The task:
From the entries below, please gather each line containing the string "reallocate".

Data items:
·····
//! The end-to-end scenarios, reproduced literally: each test body below
//! is one scenario, checked against the exact pointer/offset/list-state
//! outcomes it names.

use blockpool::{Pool, PoolConfig};

fn free_list_is_ascending(snapshot: &[(u32, u32)]) -> bool {
    snapshot.windows(2).all(|w| w[0].0 < w[1].0)
}

#[test]
fn s1_fast_path_offsets_and_teardown() {
    let pool = Pool::init(PoolConfig::new(1024, 64)).unwrap();
    let p1 = pool.allocate(4).unwrap();
    let p2 = pool.allocate(4).unwrap();
    assert_eq!(p2.as_ptr() as usize - p1.as_ptr() as usize, 64);

    pool.release(p1.as_ptr());
    pool.release(p2.as_ptr());

    let snapshot = pool.free_list_snapshot();
    assert_eq!(snapshot.len(), 16);
    assert_eq!(snapshot.first().unwrap().0, 0);
    assert_eq!(snapshot.last().unwrap().0, 15 * 64);
}

#[test]
fn s2_zero_allocate_then_grow_in_place_then_grow_and_move() {
    let pool = Pool::init(PoolConfig::new(1_048_576, 128)).unwrap();
    let p = pool.zero_allocate(40, 2).unwrap();
    let original: Vec<u8> = unsafe { std::slice::from_raw_parts(p.as_ptr(), 80) }.to_vec();
    assert!(original.iter().all(|&b| b == 0));

    let same = pool.reallocate(p.as_ptr(), 100).unwrap();
    assert_eq!(same, p);

    let moved = pool.reallocate(p.as_ptr(), 200).unwrap();
    assert_ne!(moved, p);
    let moved_bytes = unsafe { std::slice::from_raw_parts(moved.as_ptr(), 80) };
    assert_eq!(moved_bytes, original.as_slice());

    pool.release(moved.as_ptr());
    let snapshot = pool.free_list_snapshot();
    assert_eq!(snapshot.len(), 8192);
    assert!(snapshot.iter().all(|&(_, size)| size == 128));
}

#[test]
fn s3_exhaustion_and_full_release() {
    let pool = Pool::init(PoolConfig::new(1024, 64)).unwrap();
    let mut ptrs = Vec::new();
    for _ in 0..16 {
        ptrs.push(pool.allocate(64).unwrap());
    }
    assert!(pool.allocate(64).is_none());

    for ptr in ptrs {
        pool.release(ptr.as_ptr());
        assert!(free_list_is_ascending(&pool.free_list_snapshot()));
    }

    let snapshot = pool.free_list_snapshot();
    assert_eq!(snapshot.len(), 16);
    assert_eq!(snapshot[0].0, 0);
}

#[test]
fn s4_coalescing_allocate_and_symmetric_split_on_release() {
    let pool = Pool::init(PoolConfig::new(1024, 64)).unwrap();
    let p = pool.allocate(200).unwrap();
    assert_eq!(pool.free_count(), 12);

    pool.release(p.as_ptr());
    let snapshot = pool.free_list_snapshot();
    assert_eq!(snapshot.len(), 16);
    assert!(snapshot.iter().all(|&(_, size)| size == 64));
    assert!(free_list_is_ascending(&snapshot));
}

#[test]
fn s5_isolated_gap_blocks_coalescing() {
    let pool = Pool::init(PoolConfig::new(1024, 64)).unwrap();
    let ptrs: Vec<_> = (0..16).map(|_| pool.allocate(64).unwrap()).collect();
    // Release a single isolated block; every neighbor stays allocated, so
    // the free list never holds a 4-block contiguous run for `allocate(200)`.
    pool.release(ptrs[5].as_ptr());

    assert!(pool.allocate(200).is_none());
}

#[test]
fn s6_concurrent_allocate_release_converges() {
    use std::sync::Arc;
    use std::thread;

    const THREADS: usize = 6;
    const ITERATIONS: usize = 2_000;

    let pool = Arc::new(Pool::init(PoolConfig::new(1024 * 1024, std::mem::size_of::<usize>() as u32)).unwrap());
    let expected = pool.block_count() as usize;

    let handles: Vec<_> = (0..THREADS)
        .map(|_| {
            let pool = Arc::clone(&pool);
            thread::spawn(move || {
                for _ in 0..ITERATIONS {
                    if let Some(ptr) = pool.allocate(std::mem::size_of::<usize>() as u32) {
                        pool.release(ptr.as_ptr());
                    }
                }
            })
        })
        .collect();

    for h in handles {
        h.join().unwrap();
    }

    let snapshot = pool.free_list_snapshot();
    assert_eq!(snapshot.len(), expected);
    assert!(free_list_is_ascending(&snapshot));
    assert_eq!(pool.allocated_count(), 0);
}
·····
Exercise response:
    let same = pool.reallocate(p.as_ptr(), 100).unwrap();
    let moved = pool.reallocate(p.as_ptr(), 200).unwrap();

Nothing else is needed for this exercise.